Start of Block

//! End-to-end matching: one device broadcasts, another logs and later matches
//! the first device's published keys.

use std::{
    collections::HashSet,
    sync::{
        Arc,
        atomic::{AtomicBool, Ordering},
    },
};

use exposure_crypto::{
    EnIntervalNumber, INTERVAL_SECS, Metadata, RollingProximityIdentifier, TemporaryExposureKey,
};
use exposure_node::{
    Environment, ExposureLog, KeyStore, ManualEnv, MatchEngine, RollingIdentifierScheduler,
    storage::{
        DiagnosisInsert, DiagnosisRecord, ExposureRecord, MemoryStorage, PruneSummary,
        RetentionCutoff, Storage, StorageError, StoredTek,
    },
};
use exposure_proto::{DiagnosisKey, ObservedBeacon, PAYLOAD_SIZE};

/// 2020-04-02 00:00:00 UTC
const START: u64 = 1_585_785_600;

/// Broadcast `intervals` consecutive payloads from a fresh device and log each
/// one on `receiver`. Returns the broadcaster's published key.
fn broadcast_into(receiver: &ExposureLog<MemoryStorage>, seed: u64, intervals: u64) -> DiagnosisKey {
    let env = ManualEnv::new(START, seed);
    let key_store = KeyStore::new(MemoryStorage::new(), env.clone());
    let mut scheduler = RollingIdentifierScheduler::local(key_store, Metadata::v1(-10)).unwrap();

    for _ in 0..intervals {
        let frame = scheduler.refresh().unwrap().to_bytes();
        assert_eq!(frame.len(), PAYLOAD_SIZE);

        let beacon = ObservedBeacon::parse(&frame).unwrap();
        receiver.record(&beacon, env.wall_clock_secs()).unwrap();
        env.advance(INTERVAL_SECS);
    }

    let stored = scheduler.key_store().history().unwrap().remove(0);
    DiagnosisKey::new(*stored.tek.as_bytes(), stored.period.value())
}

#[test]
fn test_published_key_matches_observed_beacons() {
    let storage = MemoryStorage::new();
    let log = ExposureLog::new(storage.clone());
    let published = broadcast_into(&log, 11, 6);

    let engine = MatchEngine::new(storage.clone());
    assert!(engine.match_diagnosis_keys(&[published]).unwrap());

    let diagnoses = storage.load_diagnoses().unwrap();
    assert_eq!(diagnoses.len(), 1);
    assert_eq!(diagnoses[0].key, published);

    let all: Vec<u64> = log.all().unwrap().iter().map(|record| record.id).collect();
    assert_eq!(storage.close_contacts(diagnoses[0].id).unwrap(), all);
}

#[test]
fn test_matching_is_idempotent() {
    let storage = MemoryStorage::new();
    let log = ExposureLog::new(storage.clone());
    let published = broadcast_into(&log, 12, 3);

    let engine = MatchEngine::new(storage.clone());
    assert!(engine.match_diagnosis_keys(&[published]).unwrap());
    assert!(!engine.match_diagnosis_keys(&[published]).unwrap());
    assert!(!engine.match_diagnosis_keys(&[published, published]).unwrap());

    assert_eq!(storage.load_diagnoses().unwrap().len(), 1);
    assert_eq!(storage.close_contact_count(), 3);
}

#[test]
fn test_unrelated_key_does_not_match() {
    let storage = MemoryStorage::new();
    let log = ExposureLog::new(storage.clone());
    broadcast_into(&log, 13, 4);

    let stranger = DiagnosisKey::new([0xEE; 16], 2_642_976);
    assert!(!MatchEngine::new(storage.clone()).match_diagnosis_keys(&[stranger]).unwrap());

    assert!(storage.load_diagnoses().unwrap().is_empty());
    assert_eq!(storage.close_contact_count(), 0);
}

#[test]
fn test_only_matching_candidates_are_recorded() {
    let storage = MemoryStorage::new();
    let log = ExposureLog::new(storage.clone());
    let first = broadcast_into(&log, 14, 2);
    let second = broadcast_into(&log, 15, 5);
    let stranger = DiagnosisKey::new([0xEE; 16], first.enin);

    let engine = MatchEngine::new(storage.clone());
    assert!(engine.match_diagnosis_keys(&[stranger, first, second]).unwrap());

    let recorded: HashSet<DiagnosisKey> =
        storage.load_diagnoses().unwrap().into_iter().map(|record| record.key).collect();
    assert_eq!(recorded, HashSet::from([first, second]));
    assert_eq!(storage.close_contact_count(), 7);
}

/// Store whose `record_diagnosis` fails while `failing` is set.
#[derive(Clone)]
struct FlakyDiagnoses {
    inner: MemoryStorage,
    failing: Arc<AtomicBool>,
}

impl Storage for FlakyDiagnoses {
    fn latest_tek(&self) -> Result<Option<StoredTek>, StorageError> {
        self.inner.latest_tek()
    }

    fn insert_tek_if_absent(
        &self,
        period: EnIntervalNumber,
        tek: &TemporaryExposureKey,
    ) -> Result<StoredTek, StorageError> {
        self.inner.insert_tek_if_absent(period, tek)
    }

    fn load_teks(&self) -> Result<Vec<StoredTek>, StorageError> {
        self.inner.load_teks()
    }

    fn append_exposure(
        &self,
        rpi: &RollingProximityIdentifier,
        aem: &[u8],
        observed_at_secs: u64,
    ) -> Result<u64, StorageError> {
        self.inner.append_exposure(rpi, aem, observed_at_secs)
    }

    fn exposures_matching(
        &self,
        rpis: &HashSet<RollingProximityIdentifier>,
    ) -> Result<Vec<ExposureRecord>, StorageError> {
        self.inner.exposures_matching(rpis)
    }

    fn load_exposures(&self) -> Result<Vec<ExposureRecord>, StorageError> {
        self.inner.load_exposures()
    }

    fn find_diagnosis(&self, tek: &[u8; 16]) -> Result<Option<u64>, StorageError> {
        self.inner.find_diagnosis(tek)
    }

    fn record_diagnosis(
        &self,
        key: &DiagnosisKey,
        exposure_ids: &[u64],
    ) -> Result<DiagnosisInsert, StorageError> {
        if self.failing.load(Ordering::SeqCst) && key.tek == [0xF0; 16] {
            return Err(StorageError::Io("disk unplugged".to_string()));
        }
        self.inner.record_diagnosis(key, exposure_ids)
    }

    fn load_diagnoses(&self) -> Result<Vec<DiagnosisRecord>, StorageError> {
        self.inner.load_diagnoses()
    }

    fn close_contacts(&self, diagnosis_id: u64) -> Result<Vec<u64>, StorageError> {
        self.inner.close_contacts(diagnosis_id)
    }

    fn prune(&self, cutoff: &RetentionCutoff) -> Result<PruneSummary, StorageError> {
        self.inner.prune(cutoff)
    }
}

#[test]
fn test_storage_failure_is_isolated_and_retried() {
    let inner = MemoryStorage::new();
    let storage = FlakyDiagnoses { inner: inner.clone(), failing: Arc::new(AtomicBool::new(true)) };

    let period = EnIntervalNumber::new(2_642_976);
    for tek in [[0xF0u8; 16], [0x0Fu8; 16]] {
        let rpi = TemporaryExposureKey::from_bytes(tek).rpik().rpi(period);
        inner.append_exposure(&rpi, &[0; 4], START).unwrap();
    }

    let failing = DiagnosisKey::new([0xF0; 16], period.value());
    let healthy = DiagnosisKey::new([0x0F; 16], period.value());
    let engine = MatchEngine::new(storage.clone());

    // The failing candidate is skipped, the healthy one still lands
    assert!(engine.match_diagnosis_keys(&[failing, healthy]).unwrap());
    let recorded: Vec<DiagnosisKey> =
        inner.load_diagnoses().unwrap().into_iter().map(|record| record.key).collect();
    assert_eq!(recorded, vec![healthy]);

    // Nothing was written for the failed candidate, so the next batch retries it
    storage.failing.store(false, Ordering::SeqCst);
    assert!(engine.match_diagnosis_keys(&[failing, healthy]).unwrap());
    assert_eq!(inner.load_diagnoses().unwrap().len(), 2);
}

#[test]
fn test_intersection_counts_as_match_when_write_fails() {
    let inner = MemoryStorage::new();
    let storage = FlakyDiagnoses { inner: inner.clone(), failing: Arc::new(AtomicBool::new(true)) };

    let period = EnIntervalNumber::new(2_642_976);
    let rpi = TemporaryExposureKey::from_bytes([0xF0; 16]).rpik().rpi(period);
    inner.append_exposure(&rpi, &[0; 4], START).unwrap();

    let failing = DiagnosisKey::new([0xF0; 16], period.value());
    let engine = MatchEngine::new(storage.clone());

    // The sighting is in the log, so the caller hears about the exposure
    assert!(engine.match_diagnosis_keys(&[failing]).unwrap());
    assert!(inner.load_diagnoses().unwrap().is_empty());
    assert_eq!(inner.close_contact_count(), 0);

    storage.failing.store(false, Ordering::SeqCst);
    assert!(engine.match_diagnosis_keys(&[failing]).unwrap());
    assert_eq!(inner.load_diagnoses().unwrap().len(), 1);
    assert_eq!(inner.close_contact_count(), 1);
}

End of Block

To do
Repeat the entries verbatim through the line with "broadcaster's published key.".

The completed task
//! End-to-end matching: one device broadcasts, another logs and later matches
//! the first device's published keys.

use std::{
    collections::HashSet,
    sync::{
        Arc,
        atomic::{AtomicBool, Ordering},
    },
};

use exposure_crypto::{
    EnIntervalNumber, INTERVAL_SECS, Metadata, RollingProximityIdentifier, TemporaryExposureKey,
};
use exposure_node::{
    Environment, ExposureLog, KeyStore, ManualEnv, MatchEngine, RollingIdentifierScheduler,
    storage::{
        DiagnosisInsert, DiagnosisRecord, ExposureRecord, MemoryStorage, PruneSummary,
        RetentionCutoff, Storage, StorageError, StoredTek,
    },
};
use exposure_proto::{DiagnosisKey, ObservedBeacon, PAYLOAD_SIZE};

/// 2020-04-02 00:00:00 UTC
const START: u64 = 1_585_785_600;

/// Broadcast `intervals` consecutive payloads from a fresh device and log each
/// one on `receiver`. Returns the broadcaster's published key.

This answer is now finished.